Summing and substracting these, we get:
cosa+cosb=2cosscosd
cosa-cosb= − 2sinssind
sina+sinb=2sinscosd
(sina-sinb=sina+sin(-b)=2sindcoss)

Now for the (c)tg's. tgx=sinx/cosx. So it's 'odd': tg(-x)=sin(-x)/cos(-x)= − sin(x)/cos(x)= − tgx. ctg is just its inverse, cosx/sinx, so again it's 'odd'.
Just for the fun of it, 1+tg²=(cos²x+sin²x)/cos²x=1/cos²x.

tg(x+y)=sin(x+y)/cos(x+y)=(sinxcosy+cosxsiny)/(cosxcosy-sinxsiny). 'Simplifying' with cosxcosy, =(tgx+tgy)/(1-tgxtgy).
tg(2x)=2tgx/(1-tg²x), tg(x-y)=(tgx-tgy)/(1+tgxtgy).
ctg(x+y)=(cosxcosy-sinxsiny)/(sinxcosy+cosxsiny)=(ctgxctgy-1)/(ctgx+ctgy).
ctg(2x)=(ctg²x-1)/(2ctgx), ctg(x-y)= − (ctgxctgy+1)/(ctgx-ctgy).

What else was there? Although i doubt i missed anything.

[This message has been edited by CrystyB (edited 01-07-2003 04:54 AM).]

[jeep]

Coyote, I don't know where you are starting from but this site has a good primer for beginning trig.

-JEEP

[Coyote]

Thanks jeep!
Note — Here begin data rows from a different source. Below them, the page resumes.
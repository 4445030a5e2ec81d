//! Environment configuration for the terminal binary.
//!
//! | variable                  | default            |
//! |---------------------------|--------------------|
//! | `BLOCKFALL_SEED`          | clock-derived      |
//! | `BLOCKFALL_START_LEVEL`   | 0                  |
//! | `BLOCKFALL_START_AT_ZERO` | false              |
//! | `BLOCKFALL_MAX_SWAPS`     | 2                  |
//! | `BLOCKFALL_SEVEN_BAG`     | false              |
//! | `BLOCKFALL_DATA_DIR`      | `./blockfall-data` |
//! | `BLOCKFALL_PLAYER`        | `player`           |
//! | `BLOCKFALL_RESUME`        | unset              |
//! | `BLOCKFALL_LOG`           | `info`             |
//!
//! Unparseable values fall back to the default.

use std::path::PathBuf;

use crate::core::{RandomizerKind, SessionConfig};
use crate::types::{DEFAULT_MAX_SWAPS, MAX_LEVEL};

#[derive(Debug, Clone, PartialEq, Eq)]
pub struct AppConfig {
    /// `None` means derive one from the clock at startup.
    pub seed: Option<u32>,
    pub starting_level: u8,
    pub start_at_level_zero: bool,
    pub max_swaps: u8,
    pub seven_bag: bool,
    pub data_dir: PathBuf,
    pub player: String,
    /// Save slot to resume instead of starting fresh.
    pub resume_slot: Option<String>,
    pub log_filter: String,
}

impl Default for AppConfig {
    fn default() -> Self {
        Self {
            seed: None,
            starting_level: 0,
            start_at_level_zero: false,
            max_swaps: DEFAULT_MAX_SWAPS,
            seven_bag: false,
            data_dir: PathBuf::from("./blockfall-data"),
            player: "player".to_string(),
            resume_slot: None,
            log_filter: "info".to_string(),
        }
    }
}

fn parse_flag(value: &str) -> Option<bool> {
    match value.trim().to_ascii_lowercase().as_str() {
        "1" | "true" | "yes" | "on" => Some(true),
        "0" | "false" | "no" | "off" => Some(false),
        _ => None,
    }
}

fn non_empty(value: String) -> Option<String> {
    let trimmed = value.trim();
    (!trimmed.is_empty()).then(|| trimmed.to_string())
}

impl AppConfig {
    pub fn from_env() -> Self {
        Self::from_lookup(|key| std::env::var(key).ok())
    }

    /// Build from an arbitrary variable lookup.
    pub fn from_lookup(lookup: impl Fn(&str) -> Option<String>) -> Self {
        let defaults = Self::default();
        let var = |key: &str| lookup(key).and_then(non_empty);

        Self {
            seed: var("BLOCKFALL_SEED").and_then(|s| s.parse().ok()),
            starting_level: var("BLOCKFALL_START_LEVEL")
                .and_then(|s| s.parse::<u8>().ok())
                .filter(|level| *level <= MAX_LEVEL)
                .unwrap_or(defaults.starting_level),
            start_at_level_zero: var("BLOCKFALL_START_AT_ZERO")
                .and_then(|s| parse_flag(&s))
                .unwrap_or(defaults.start_at_level_zero),
            max_swaps: var("BLOCKFALL_MAX_SWAPS")
                .and_then(|s| s.parse().ok())
                .unwrap_or(defaults.max_swaps),
            seven_bag: var("BLOCKFALL_SEVEN_BAG")
                .and_then(|s| parse_flag(&s))
                .unwrap_or(defaults.seven_bag),
            data_dir: var("BLOCKFALL_DATA_DIR")
                .map(PathBuf::from)
                .unwrap_or(defaults.data_dir),
            player: var("BLOCKFALL_PLAYER").unwrap_or(defaults.player),
            resume_slot: var("BLOCKFALL_RESUME"),
            log_filter: var("BLOCKFALL_LOG").unwrap_or(defaults.log_filter),
        }
    }

    /// Session rules for a new game with `seed`.
    pub fn session_config(&self, seed: u32) -> SessionConfig {
        SessionConfig {
            starting_level: self.starting_level,
            start_at_level_zero: self.start_at_level_zero,
            max_swaps: self.max_swaps,
            randomizer: if self.seven_bag {
                RandomizerKind::SevenBag
            } else {
                RandomizerKind::Uniform
            },
            ..SessionConfig::with_seed(seed)
        }
    }

    pub fn log_path(&self) -> PathBuf {
        self.data_dir.join("blockfall.log")
    }

    pub fn highscore_path(&self) -> PathBuf {
        self.data_dir.join("highscores.json")
    }

    pub fn save_dir(&self) -> PathBuf {
        self.data_dir.join("saves")
    }
}
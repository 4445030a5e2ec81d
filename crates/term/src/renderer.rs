//! TerminalRenderer: flushes a framebuffer to a real terminal.
//!
//! Frames are diffed against the previous one and only changed runs of cells
//! are written. Encoding goes into a byte buffer first, so the encoders can be
//! tested without a terminal.

use std::io::{self, Write};

use anyhow::{Context, Result};

use crossterm::{
    cursor,
    event::{KeyboardEnhancementFlags, PopKeyboardEnhancementFlags, PushKeyboardEnhancementFlags},
    style::{
        Attribute, Color, Print, ResetColor, SetAttribute, SetBackgroundColor, SetForegroundColor,
    },
    terminal, QueueableCommand,
};

use crate::fb::{CellStyle, FrameBuffer, Rgb};

pub struct TerminalRenderer {
    stdout: io::Stdout,
    last: Option<FrameBuffer>,
    buf: Vec<u8>,
    active: bool,
    key_releases: bool,
}

impl TerminalRenderer {
    pub fn new() -> Self {
        Self {
            stdout: io::stdout(),
            last: None,
            buf: Vec::with_capacity(64 * 1024),
            active: false,
            key_releases: false,
        }
    }

    /// Raw mode, alternate screen, hidden cursor.
    ///
    /// Where the terminal supports it, key release events are switched on too.
    pub fn enter(&mut self) -> Result<()> {
        terminal::enable_raw_mode().context("failed to enable raw mode")?;
        self.active = true;
        self.key_releases = terminal::supports_keyboard_enhancement().unwrap_or(false);

        self.buf.clear();
        self.buf.queue(terminal::EnterAlternateScreen)?;
        self.buf.queue(cursor::Hide)?;
        self.buf.queue(terminal::DisableLineWrap)?;
        if self.key_releases {
            self.buf.queue(PushKeyboardEnhancementFlags(
                KeyboardEnhancementFlags::REPORT_EVENT_TYPES,
            ))?;
        }
        self.flush_buf().context("failed to prepare terminal")
    }

    /// Undo everything [`enter`](Self::enter) did. Safe to call twice.
    pub fn exit(&mut self) -> Result<()> {
        if !self.active {
            return Ok(());
        }
        self.active = false;

        self.buf.clear();
        if self.key_releases {
            self.buf.queue(PopKeyboardEnhancementFlags)?;
        }
        self.buf.queue(ResetColor)?;
        self.buf.queue(SetAttribute(Attribute::Reset))?;
        self.buf.queue(terminal::EnableLineWrap)?;
        self.buf.queue(cursor::Show)?;
        self.buf.queue(terminal::LeaveAlternateScreen)?;
        self.flush_buf().context("failed to restore terminal")?;
        terminal::disable_raw_mode().context("failed to disable raw mode")
    }

    /// Force the next draw to be a full redraw, e.g. after a resize.
    pub fn invalidate(&mut self) {
        self.last = None;
    }

    /// Draw a framebuffer, swapping it into internal state.
    ///
    /// Callers keep one `FrameBuffer` and pass it in every frame. After the
    /// call it holds the previous frame, ready to be drawn over.
    pub fn draw_swap(&mut self, fb: &mut FrameBuffer) -> Result<()> {
        self.buf.clear();
        let mut prev = match self.last.take() {
            Some(prev) if prev.width() == fb.width() && prev.height() == fb.height() => {
                encode_diff_into(&prev, fb, &mut self.buf)?;
                prev
            }
            _ => {
                encode_full_into(fb, &mut self.buf)?;
                FrameBuffer::new(fb.width(), fb.height())
            }
        };
        self.flush_buf().context("failed to write frame")?;

        std::mem::swap(&mut prev, fb);
        self.last = Some(prev);
        Ok(())
    }

    fn flush_buf(&mut self) -> io::Result<()> {
        self.stdout.write_all(&self.buf)?;
        self.stdout.flush()
    }
}

impl Default for TerminalRenderer {
    fn default() -> Self {
        Self::new()
    }
}

impl Drop for TerminalRenderer {
    fn drop(&mut self) {
        let _ = self.exit();
    }
}

/// Tracks the style last sent so runs of equal style skip the escape codes.
struct StyledWriter<'a> {
    out: &'a mut Vec<u8>,
    current: Option<CellStyle>,
}

impl<'a> StyledWriter<'a> {
    fn new(out: &'a mut Vec<u8>) -> Self {
        Self { out, current: None }
    }

    fn cells(&mut self, fb: &FrameBuffer, x: u16, y: u16, len: u16) -> Result<()> {
        for dx in 0..len {
            let cell = fb.get(x + dx, y).unwrap_or_default();
            if self.current != Some(cell.style) {
                apply_style_into(self.out, cell.style)?;
                self.current = Some(cell.style);
            }
            self.out.queue(Print(cell.ch))?;
        }
        Ok(())
    }

    fn finish(self) -> Result<()> {
        self.out.queue(ResetColor)?;
        self.out.queue(SetAttribute(Attribute::Reset))?;
        Ok(())
    }
}

/// Encode a full-frame redraw into `out`.
pub fn encode_full_into(fb: &FrameBuffer, out: &mut Vec<u8>) -> Result<()> {
    out.queue(terminal::Clear(terminal::ClearType::All))?;
    out.queue(cursor::MoveTo(0, 0))?;

    let mut writer = StyledWriter::new(out);
    for y in 0..fb.height() {
        writer.cells(fb, 0, y, fb.width())?;
        if y + 1 < fb.height() {
            writer.out.queue(Print("\r\n"))?;
        }
    }
    writer.finish()
}

/// Encode only the cells that differ from `prev` into `out`.
pub fn encode_diff_into(prev: &FrameBuffer, next: &FrameBuffer, out: &mut Vec<u8>) -> Result<()> {
    let mut writer = StyledWriter::new(out);
    for_each_changed_run(prev, next, |x, y, len| {
        writer.out.queue(cursor::MoveTo(x, y))?;
        writer.cells(next, x, y, len)
    })?;
    writer.finish()
}

fn apply_style_into(out: &mut Vec<u8>, style: CellStyle) -> Result<()> {
    out.queue(SetForegroundColor(rgb_to_color(style.fg)))?;
    out.queue(SetBackgroundColor(rgb_to_color(style.bg)))?;
    out.queue(SetAttribute(Attribute::Reset))?;
    if style.bold {
        out.queue(SetAttribute(Attribute::Bold))?;
    }
    if style.dim {
        out.queue(SetAttribute(Attribute::Dim))?;
    }
    Ok(())
}

fn rgb_to_color(rgb: Rgb) -> Color {
    Color::Rgb {
        r: rgb.r,
        g: rgb.g,
        b: rgb.b,
    }
}

/// Call `f(x, y, len)` for every horizontal run of changed cells.
///
/// Mismatched sizes mark every row dirty.
fn for_each_changed_run(
    prev: &FrameBuffer,
    next: &FrameBuffer,
    mut f: impl FnMut(u16, u16, u16) -> Result<()>,
) -> Result<()> {
    if prev.width() != next.width() || prev.height() != next.height() {
        for y in 0..next.height() {
            f(0, y, next.width())?;
        }
        return Ok(());
    }

    let w = next.width();
    let changed = |x: u16, y: u16| prev.get(x, y) != next.get(x, y);

    for y in 0..next.height() {
        let mut x = 0;
        while x < w {
            if !changed(x, y) {
                x += 1;
                continue;
            }
            let start = x;
            while x < w && changed(x, y) {
                x += 1;
            }
            f(start, y, x - start)?;
        }
    }

    Ok(())
}

#[cfg(test)]
mod tests {
    use super::*;
    use crate::fb::Cell;

    #[test]
    fn changed_run_iterator_coalesces_adjacent_cells() {
        let style = CellStyle::default();
        let a = FrameBuffer::new(6, 2);
        let mut b = FrameBuffer::new(6, 2);

        for x in 1..=3 {
            b.set(x, 0, Cell { ch: 'X', style });
        }
        b.set(5, 1, Cell { ch: 'Y', style });

        let mut runs = Vec::new();
        for_each_changed_run(&a, &b, |x, y, len| {
            runs.push((x, y, len));
            Ok(())
        })
        .unwrap();
        assert_eq!(runs, vec![(1, 0, 3), (5, 1, 1)]);
    }

    #[test]
    fn identical_frames_encode_only_a_reset() {
        let a = FrameBuffer::new(4, 4);
        let mut diff = Vec::new();
        encode_diff_into(&a, &a.clone(), &mut diff).unwrap();

        let mut reset_only = Vec::new();
        StyledWriter::new(&mut reset_only).finish().unwrap();
        assert_eq!(diff, reset_only);
    }

    #[test]
    fn full_encode_contains_every_glyph() {
        let mut fb = FrameBuffer::new(2, 2);
        fb.put_str(0, 0, "AB", CellStyle::default());
        fb.put_str(0, 1, "CD", CellStyle::default());

        let mut out = Vec::new();
        encode_full_into(&fb, &mut out).unwrap();
        let text = String::from_utf8_lossy(&out);
        assert!(text.contains("AB"));
        assert!(text.contains("CD"));
    }
}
That link looks more my speed at the moment. Maybe I'll try Crysty's lessons after I've learned a little more. I don't even know what a cosine is yet. I always thought it was something you did to a bank loan.

[jeep]

No problem. If you have any specific questions about that material, let me know. If you get that down, I can search for a 'next level' site or possibly put one together.

-JEEP

[CrystyB]

Thanks jeep, that site is absolutely perfect for learning basics of trig.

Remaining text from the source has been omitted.